By day four, paranoia had started to nibble at me. I sat in our hotel in an adrenaline eddy, steadying myself with deep breaths and internal monologue. “One foot in front of the other. Almost there. Clear off your cards. No freakouts.” I had recently changed from film to digital and was still working out my archival workflow. However, just as I started transferring the shots from one card onto my battery-powered hard drive, someone started pounding on our door. We heard agitated voices in the hall. Kevin opened it to find Abdul, a khat trader we had met, red-faced and frantic, backed by a much larger man we didn’t recognize. Abdul wanted us to go with him. “No problem! You bring camera. No problem! They look. No problem! We go now.” It was the least calming usage of the phrase “no problem” I’ve ever heard.

“We go as soon as my camera is charged,” I fibbed. I needed to buy some time to get these images transferred. “No camera, no see.” For five minutes, he paced as my card slowly spooled its contents onto the hard drive and I pretended to fret over my fully charged Nikon. In the meantime, Kevin phoned our U.S. embassy contact under the guise of asking for translating help. The embassy told him not to leave the hotel. This is easier to do when you’re not standing in front of two hopped-up khat fiends, one of whom has a gun.

Without warning, Abdul had had enough. His mouth bulging with green, he clutched my arm and shouted, “We go!” I responded almost as loudly, “Re-lax!” As I grabbed my camera, I stuffed my portable hard drive, card still inserted, deep inside my pocket. I could feel it spinning against my thigh—a muffled vrrrrt, vrrrrt, vrrrrt buzzing through my pants.

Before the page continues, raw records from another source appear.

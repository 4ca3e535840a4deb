//! Room membership and broadcast routing.

use std::collections::{HashMap, HashSet};
use std::sync::Arc;

use tokio::sync::RwLock;
use tracing::{debug, info};
use uuid::Uuid;

use agora_db::Store;
use agora_types::events::ServerEvent;

use crate::error::GatewayError;
use crate::room::Room;
use crate::session::{Session, SessionId};

#[derive(Default)]
struct RoomTable {
    /// Live rooms: room_id -> subscriber set. Rooms with no subscribers are dropped.
    rooms: HashMap<Uuid, Room>,

    /// Reverse index for disconnect cleanup: session_id -> joined room ids
    joined: HashMap<SessionId, HashSet<Uuid>>,
}

/// Persists room membership and owns every room's live subscriber set.
pub struct RoomCoordinator {
    table: RwLock<RoomTable>,
    store: Arc<dyn Store>,
}

impl RoomCoordinator {
    pub fn new(store: Arc<dyn Store>) -> Self {
        Self {
            table: RwLock::new(RoomTable::default()),
            store,
        }
    }

    /// Join a room: persist membership (authenticated sessions only; repeat
    /// joins are storage no-ops), subscribe the session, then announce
    /// `user_joined` to every subscriber including the joiner. Rooms that
    /// don't exist are refused for every identity.
    pub async fn join(&self, room_id: Uuid, session: &Session) -> Result<(), GatewayError> {
        if !self.store.room_exists(room_id).await? {
            return Err(GatewayError::UnknownRoom(room_id));
        }

        if let Some(user_id) = session.user_id() {
            let added = self.store.add_room_member(room_id, user_id).await?;
            if added {
                debug!("{} ({}) became a member of {}", session.username(), user_id, room_id);
            }
        }

        let event = ServerEvent::UserJoined {
            room_id,
            user_id: session.user_id(),
            username: session.username().to_string(),
        };

        let mut table = self.table.write().await;
        let room = table.rooms.entry(room_id).or_insert_with(|| Room::new(room_id));
        room.subscribe(session.clone());
        room.broadcast(&event);
        table.joined.entry(session.id).or_default().insert(room_id);

        info!("{} joined room {}", session.username(), room_id);
        Ok(())
    }

    /// Stop receiving a room's broadcasts. Persisted membership is kept.
    /// Announces `user_left` to the remaining subscribers. Returns false if
    /// the session was not subscribed, in which case nothing is emitted.
    pub async fn leave(&self, room_id: Uuid, session: &Session) -> bool {
        let mut table = self.table.write().await;
        let Some(room) = table.rooms.get_mut(&room_id) else {
            return false;
        };
        if room.unsubscribe(session.id).is_none() {
            return false;
        }

        room.broadcast(&ServerEvent::UserLeft {
            room_id,
            user_id: session.user_id(),
            username: session.username().to_string(),
        });

        if room.is_empty() {
            table.rooms.remove(&room_id);
            debug!(room = %room_id, "Dropped empty room");
        }
        if let Some(joined) = table.joined.get_mut(&session.id) {
            joined.remove(&room_id);
            if joined.is_empty() {
                table.joined.remove(&session.id);
            }
        }

        info!("{} left room {}", session.username(), room_id);
        true
    }

    /// Drop every subscription a session holds, silently. Used on disconnect.
    /// Returns the rooms it was removed from.
    pub async fn leave_all(&self, session_id: SessionId) -> Vec<Uuid> {
        let mut table = self.table.write().await;
        let Some(joined) = table.joined.remove(&session_id) else {
            return Vec::new();
        };

        for room_id in &joined {
            if let Some(room) = table.rooms.get_mut(room_id) {
                room.unsubscribe(session_id);
                if room.is_empty() {
                    table.rooms.remove(room_id);
                }
            }
        }

        debug!(session = %session_id, rooms = joined.len(), "Unsubscribed from all rooms");
        joined.into_iter().collect()
    }

    /// Deliver `event` to the room's current subscribers. Sessions that are
    /// not subscribed right now never see it.
    pub async fn broadcast(&self, room_id: Uuid, event: &ServerEvent) -> usize {
        self.table
            .read()
            .await
            .rooms
            .get(&room_id)
            .map(|room| room.broadcast(event))
            .unwrap_or(0)
    }

    /// Deliver `event` to the room's current subscribers except `origin`.
    pub async fn broadcast_except(&self, room_id: Uuid, event: &ServerEvent, origin: SessionId) -> usize {
        self.table
            .read()
            .await
            .rooms
            .get(&room_id)
            .map(|room| room.broadcast_except(event, origin))
            .unwrap_or(0)
    }

    pub async fn subscriber_count(&self, room_id: Uuid) -> usize {
        self.table
            .read()
            .await
            .rooms
            .get(&room_id)
            .map(Room::subscriber_count)
            .unwrap_or(0)
    }

    pub async fn is_subscribed(&self, room_id: Uuid, session_id: SessionId) -> bool {
        self.table
            .read()
            .await
            .rooms
            .get(&room_id)
            .is_some_and(|room| room.is_subscribed(session_id))
    }

    /// Rooms the session is currently subscribed to.
    pub async fn rooms_of(&self, session_id: SessionId) -> HashSet<Uuid> {
        self.table
            .read()
            .await
            .joined
            .get(&session_id)
            .cloned()
            .unwrap_or_default()
    }

    pub async fn room_count(&self) -> usize {
        self.table.read().await.rooms.len()
    }
}

#[cfg(test)]
mod tests {
    use super::*;
    use crate::session::Identity;
    use crate::test_support::{TestStore, drain, general_room};

    #[tokio::test]
    async fn join_persists_and_announces_to_everyone() {
        let store = TestStore::new();
        let alice = store.user("alice");
        let rooms = RoomCoordinator::new(store.dyn_store());
        let room_id = general_room();

        let (watcher, mut watcher_rx) = Session::new(Identity::Anonymous);
        rooms.join(room_id, &watcher).await.unwrap();
        drain(&mut watcher_rx);

        let (a1, mut a1_rx) = alice.session();
        rooms.join(room_id, &a1).await.unwrap();

        let expected = ServerEvent::UserJoined {
            room_id,
            user_id: Some(alice.id),
            username: "alice".into(),
        };
        assert_eq!(drain(&mut a1_rx), vec![expected.clone()]);
        assert_eq!(drain(&mut watcher_rx), vec![expected]);
        assert_eq!(store.member_count(room_id), 1);
        assert_eq!(rooms.subscriber_count(room_id).await, 2);
    }

    #[tokio::test]
    async fn anonymous_join_subscribes_without_membership() {
        let store = TestStore::new();
        let rooms = RoomCoordinator::new(store.dyn_store());
        let room_id = general_room();

        let (anon, mut rx) = Session::new(Identity::Anonymous);
        rooms.join(room_id, &anon).await.unwrap();

        assert_eq!(store.member_count(room_id), 0);
        assert!(rooms.is_subscribed(room_id, anon.id).await);
        assert_eq!(
            drain(&mut rx),
            vec![ServerEvent::UserJoined {
                room_id,
                user_id: None,
                username: "anonymous".into()
            }]
        );
    }

    #[tokio::test]
    async fn joining_a_missing_room_fails_without_subscribing() {
        let store = TestStore::new();
        let alice = store.user("alice");
        let rooms = RoomCoordinator::new(store.dyn_store());
        let missing = Uuid::new_v4();

        let (a1, mut a_rx) = alice.session();
        let (anon, mut anon_rx) = Session::new(Identity::Anonymous);
        for session in [&a1, &anon] {
            assert!(matches!(
                rooms.join(missing, session).await,
                Err(GatewayError::UnknownRoom(id)) if id == missing
            ));
            assert!(!rooms.is_subscribed(missing, session.id).await);
        }
        assert!(drain(&mut a_rx).is_empty());
        assert!(drain(&mut anon_rx).is_empty());
        assert_eq!(rooms.room_count().await, 0);
    }

    #[tokio::test]
    async fn leave_keeps_membership_and_notifies_the_rest() {
        let store = TestStore::new();
        let alice = store.user("alice");
        let bob = store.user("bob");
        let rooms = RoomCoordinator::new(store.dyn_store());
        let room_id = general_room();

        let (a1, mut a1_rx) = alice.session();
        let (b1, mut b1_rx) = bob.session();
        rooms.join(room_id, &a1).await.unwrap();
        rooms.join(room_id, &b1).await.unwrap();
        drain(&mut a1_rx);
        drain(&mut b1_rx);

        assert!(rooms.leave(room_id, &a1).await);
        assert!(drain(&mut a1_rx).is_empty());
        assert_eq!(
            drain(&mut b1_rx),
            vec![ServerEvent::UserLeft {
                room_id,
                user_id: Some(alice.id),
                username: "alice".into()
            }]
        );
        assert_eq!(store.member_count(room_id), 2);

        // Not subscribed any more: nothing to announce
        assert!(!rooms.leave(room_id, &a1).await);
        assert!(drain(&mut b1_rx).is_empty());
    }

    #[tokio::test]
    async fn leave_all_clears_every_subscription_silently() {
        let store = TestStore::new();
        let alice = store.user("alice");
        let rooms = RoomCoordinator::new(store.dyn_store());
        let general = general_room();
        let other = store.room("random");

        let (a1, _a1_rx) = alice.session();
        let (watcher, mut watcher_rx) = Session::new(Identity::Anonymous);
        rooms.join(general, &watcher).await.unwrap();
        rooms.join(general, &a1).await.unwrap();
        rooms.join(other, &a1).await.unwrap();
        drain(&mut watcher_rx);

        let mut left = rooms.leave_all(a1.id).await;
        left.sort();
        let mut expected = vec![general, other];
        expected.sort();
        assert_eq!(left, expected);

        assert!(rooms.rooms_of(a1.id).await.is_empty());
        assert!(drain(&mut watcher_rx).is_empty());
        // `other` had no one else and is gone from the live table
        assert_eq!(rooms.room_count().await, 1);
    }

    #[tokio::test]
    async fn broadcast_to_unwatched_room_reaches_nobody() {
        let store = TestStore::new();
        let rooms = RoomCoordinator::new(store.dyn_store());

        assert_eq!(rooms.broadcast(general_room(), &ServerEvent::error("x")).await, 0);
    }
}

We drove five dusty blocks to a military building where two machine gun–wielding guards escorted us into a high-ceilinged office. A quiet man in formal military attire greeted us. He had heard I was photographing the khat trade. “Give me camera,” he said calmly. I handed it over. The hard drive whirred away in my pocket. He silently paged through my shots, then asked to see more.

The card in the drive hadn’t finished transferring. With a mental wince, I reached into my pocket and yanked it out. Then I swapped it into my camera and handed them over for inspection. As he reviewed, I slipped my hand in my pocket and slotted the untransferred card into the drive by feel, groped for the large download button, and coughed as it resumed whirring. Abdul was staring at me in a way that made me nervous, but he was quickly distracted by the sudden entrance of a stocky, shaved-bald American, a representative from the embassy. After our call he’d come to check on us and found us missing. Apparently the hotel desk clerk had noticed our unorthodox departure and clued him in to our whereabouts.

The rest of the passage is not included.